── Excerpted records
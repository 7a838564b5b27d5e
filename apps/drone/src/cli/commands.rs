//! # CLI Command Implementations
//!
//! Each command flies scenarios from drone-core and renders their lines,
//! either verbatim (one status line per stdout line) or as JSON.

use super::Commands;
use drone_core::{DroneError, FleetConfig, Recorder, Scenario, WriterSink};
use serde::Serialize;
use std::io::Write;

// =============================================================================
// OUTPUT TYPES
// =============================================================================

/// Lines produced by one scenario, as rendered in JSON mode.
#[derive(Debug, Clone, PartialEq, Eq, Serialize)]
pub struct ScenarioOutput {
    pub scenario: Scenario,
    pub principle: String,
    pub lines: Vec<String>,
}

/// Fly a scenario into memory.
pub fn record(scenario: Scenario, fleet: &FleetConfig) -> Result<ScenarioOutput, DroneError> {
    let mut recorder = Recorder::new();
    scenario.run(fleet, &mut recorder)?;

    tracing::debug!(
        scenario = scenario.key(),
        lines = recorder.len(),
        "Scenario recorded"
    );

    Ok(ScenarioOutput {
        scenario,
        principle: scenario.principle().to_string(),
        lines: recorder.into_lines(),
    })
}

/// Scenarios a command flies, in order. `list` flies none.
pub fn scenarios_for(command: &Commands) -> Result<Vec<Scenario>, DroneError> {
    match command {
        Commands::Run { scenario } => Ok(vec![scenario.parse()?]),
        Commands::All => Ok(Scenario::ALL.to_vec()),
        Commands::List => Ok(Vec::new()),
    }
}

/// Record every scenario a command flies.
pub fn record_command(
    command: &Commands,
    fleet: &FleetConfig,
) -> Result<Vec<ScenarioOutput>, DroneError> {
    scenarios_for(command)?
        .into_iter()
        .map(|scenario| record(scenario, fleet))
        .collect()
}

/// Render JSON for one or more scenario outputs.
pub fn render_json<T: Serialize + ?Sized>(value: &T) -> Result<String, DroneError> {
    serde_json::to_string_pretty(value).map_err(|e| DroneError::Serialization(e.to_string()))
}

/// Fly a scenario straight to stdout.
fn fly_to_stdout(scenario: Scenario, fleet: &FleetConfig) -> Result<(), DroneError> {
    tracing::info!("Flying scenario {} ({})", scenario, scenario.principle());

    let mut sink = WriterSink::new(std::io::stdout().lock());
    scenario.run(fleet, &mut sink)?;
    sink.flush()
}

fn print_json(json: &str) -> Result<(), DroneError> {
    let mut stdout = std::io::stdout().lock();
    writeln!(stdout, "{}", json).map_err(|e| DroneError::Io(e.to_string()))
}

// =============================================================================
// RUN / ALL COMMANDS
// =============================================================================

/// Fly the scenarios selected by `run` or `all`.
///
/// In JSON mode `run` prints a single object and `all` prints an array.
pub fn cmd_fly(fleet: &FleetConfig, command: &Commands, json_mode: bool) -> Result<(), DroneError> {
    if json_mode {
        let outputs = record_command(command, fleet)?;
        let json = match (command, outputs.as_slice()) {
            (Commands::Run { .. }, [single]) => render_json(single)?,
            _ => render_json(&outputs)?,
        };
        return print_json(&json);
    }

    for scenario in scenarios_for(command)? {
        fly_to_stdout(scenario, fleet)?;
    }
    Ok(())
}

// =============================================================================
// LIST COMMAND
// =============================================================================

/// List available scenarios.
pub fn cmd_list(json_mode: bool) -> Result<(), DroneError> {
    if json_mode {
        let output: Vec<_> = Scenario::ALL
            .iter()
            .map(|s| {
                serde_json::json!({
                    "scenario": s.key(),
                    "principle": s.principle(),
                })
            })
            .collect();
        return print_json(&render_json(&output)?);
    }

    let mut stdout = std::io::stdout().lock();
    for scenario in Scenario::ALL {
        writeln!(stdout, "{:<24} {}", scenario.key(), scenario.principle())
            .map_err(|e| DroneError::Io(e.to_string()))?;
    }
    Ok(())
}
────
#### Your instructions:
Copy out, in full, each line above that has the word "value" in it.

#### Exercise solution:
pub fn render_json<T: Serialize + ?Sized>(value: &T) -> Result<String, DroneError> {
    serde_json::to_string_pretty(value).map_err(|e| DroneError::Serialization(e.to_string()))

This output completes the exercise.